• [HOW TO COMPLETE THIS TASK]
Please return every line from the entries that has the string "client" in it.

____

impl Default for ClassifierConfig {
    fn default() -> Self {
        let organization_types = vec![
            KeywordRule {
                label: OrganizationType::Government,
                keywords: words(&[
                    "ministry", "department", "jabatan", "kementerian", "government", "gov",
                    "govt", "pejabat", "suruhanjaya", "council", "authority", "board",
                    "commission", "public sector", "majlis", "agensi", "federal",
                ]),
            },
            KeywordRule {
                label: OrganizationType::University,
                keywords: words(&[
                    "university", "universiti", "college", "kolej", "institute", "institut",
                    "campus", "faculty", "school of", "academic", "higher education",
                    "graduate school", "polytechnic", "politeknik", "research center",
                ]),
            },
            KeywordRule {
                label: OrganizationType::School,
                keywords: words(&[
                    "school", "sekolah", "academy", "akademi", "primary school",
                    "secondary school", "high school", "middle school", "elementary",
                    "kindergarten", "tadika", "preschool", "education center",
                ]),
            },
            KeywordRule {
                label: OrganizationType::Corporate,
                keywords: words(&[
                    "sdn bhd", "berhad", "limited", "llc", "inc", "corporation", "corp",
                    "pte ltd", "private limited", "enterprise", "company", "consulting",
                    "agency", "firm", "partners", "associates", "group",
                ]),
            },
        ];

        let priority_tiers = vec![
            KeywordRule {
                label: PriorityTier::High,
                keywords: words(&[
                    "software development", "app development", "web development",
                    "digital agency", "it services", "information technology", "technology",
                    "tech startup", "digital marketing", "artificial intelligence",
                    "data analytics", "business consulting", "management consulting",
                    "consulting",
                ]),
            },
            KeywordRule {
                label: PriorityTier::Medium,
                keywords: words(&[
                    "marketing agency", "advertising agency", "financial services",
                    "accounting", "legal services", "recruitment", "human resources",
                    "education", "training center", "university", "college",
                    "event management", "event planner", "e commerce", "manufacturing",
                    "engineering", "construction", "architecture",
                ]),
            },
            KeywordRule {
                label: PriorityTier::Low,
                keywords: words(&[
                    "school", "tutoring", "language center", "hotel", "resort", "restaurant",
                    "catering", "retail", "wholesale", "shopping mall", "healthcare",
                    "medical", "fitness", "spa", "wellness",
                ]),
            },
        ];

        let packages = vec![
            PackageRule {
                name: "seminar".into(),
                description: "Seminar package with accommodation options".into(),
                document: "seminar corp package.pdf".into(),
                keywords: words(&[
                    "retreat", "workshop", "seminar", "offsite", "residential", "overnight",
                    "accommodation", "stay", "corporate retreat", "team building",
                ]),
                variants: BTreeMap::from([
                    (OrganizationType::Corporate, "seminar corp package.pdf".into()),
                    (OrganizationType::Government, "seminar gov package.pdf".into()),
                ]),
            },
            PackageRule {
                name: "meeting".into(),
                description: "Day meeting package without accommodation".into(),
                document: "meeting corp package.pdf".into(),
                keywords: words(&[
                    "meeting", "conference", "day event", "business meeting", "boardroom",
                    "day seminar", "presentation", "training session", "client meeting",
                    "executive",
                ]),
                variants: BTreeMap::from([
                    (OrganizationType::Corporate, "meeting corp package.pdf".into()),
                    (OrganizationType::Government, "meeting gov package.pdf".into()),
                ]),
            },
            PackageRule {
                name: "camping".into(),
                description: "Outdoor camping and adventure package".into(),
                document: "camping package.pdf".into(),
                keywords: words(&[
                    "camping", "outdoor", "adventure", "team building", "nature", "retreat",
                    "field trip", "expedition", "outdoor activities", "student camp",
                    "youth program",
                ]),
                variants: [
                    OrganizationType::Corporate,
                    OrganizationType::University,
                    OrganizationType::Government,
                    OrganizationType::School,
                ]
                .into_iter()
                .map(|t| (t, "camping package.pdf".to_string()))
                .collect(),
            },
            PackageRule {
                name: "wedding".into(),
                description: "Wedding and celebration package".into(),
                document: "wedding package.pdf".into(),
                keywords: words(&[
                    "wedding", "celebration", "ceremony", "reception", "event", "party",
                    "banquet", "gala", "anniversary", "special occasion", "formal dinner",
                ]),
                variants: [
                    OrganizationType::Corporate,
                    OrganizationType::University,
                    OrganizationType::Government,
                    OrganizationType::School,
                ]
                .into_iter()
                .map(|t| (t, "wedding package.pdf".to_string()))
                .collect(),
            },
        ];

        let tier_strategies = BTreeMap::from([
            (
                PriorityTier::High,
                TierStrategy {
                    template: "exec_tone".into(),
                    proposal_level: "premium".into(),
                    follow_up_days: 3,
                },
            ),
            (
                PriorityTier::Medium,
                TierStrategy {
                    template: "default".into(),
                    proposal_level: "standard".into(),
                    follow_up_days: 5,
                },
            ),
            (
                PriorityTier::Low,
                TierStrategy {
                    template: "default".into(),
                    proposal_level: "basic".into(),
                    follow_up_days: 7,
                },
            ),
        ]);

        let location_boosts = [
            ("Kuala Lumpur", 1.0),
            ("Petaling Jaya", 1.0),
            ("Cyberjaya", 1.0),
            ("Shah Alam", 0.5),
            ("Penang", 0.5),
            ("Johor Bahru", 0.5),
            ("Selangor", 0.5),
        ]
        .into_iter()
        .map(|(location, boost)| LocationBoost {
            location: location.into(),
            boost,
        })
        .collect();

        let industry_insights = vec![
            InsightRule {
                keywords: words(&["software", "technology", "digital"]),
                insight: "Technology businesses look for efficiency, scale and security.".into(),
            },
            InsightRule {
                keywords: words(&["consulting", "management"]),
                insight: "Consulting firms value client management and presentation quality."
                    .into(),
            },
            InsightRule {
                keywords: words(&["marketing", "advertising"]),
                insight: "Agencies want streamlined campaigns and clear reporting.".into(),
            },
            InsightRule {
                keywords: words(&["education", "training", "university", "school"]),
                insight: "Education providers care about learning outcomes and engagement."
                    .into(),
            },
            InsightRule {
                keywords: words(&["event"]),
                insight: "Event companies need scheduling and logistics support.".into(),
            },
        ];

        Self {
            organization_types,
            default_organization_type: OrganizationType::Corporate,
            priority_tiers,
            default_priority_tier: PriorityTier::Low,
            packages,
            default_package: "meeting".into(),
            tier_strategies,
            location_boosts,
            industry_insights,
            default_insight:
                "Most businesses benefit from better operational efficiency and customer engagement."
                    .into(),
        }
    }
}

____

• [ANSWER TO THIS EXERCISE]
                    "day seminar", "presentation", "training session", "client meeting",
                insight: "Consulting firms value client management and presentation quality."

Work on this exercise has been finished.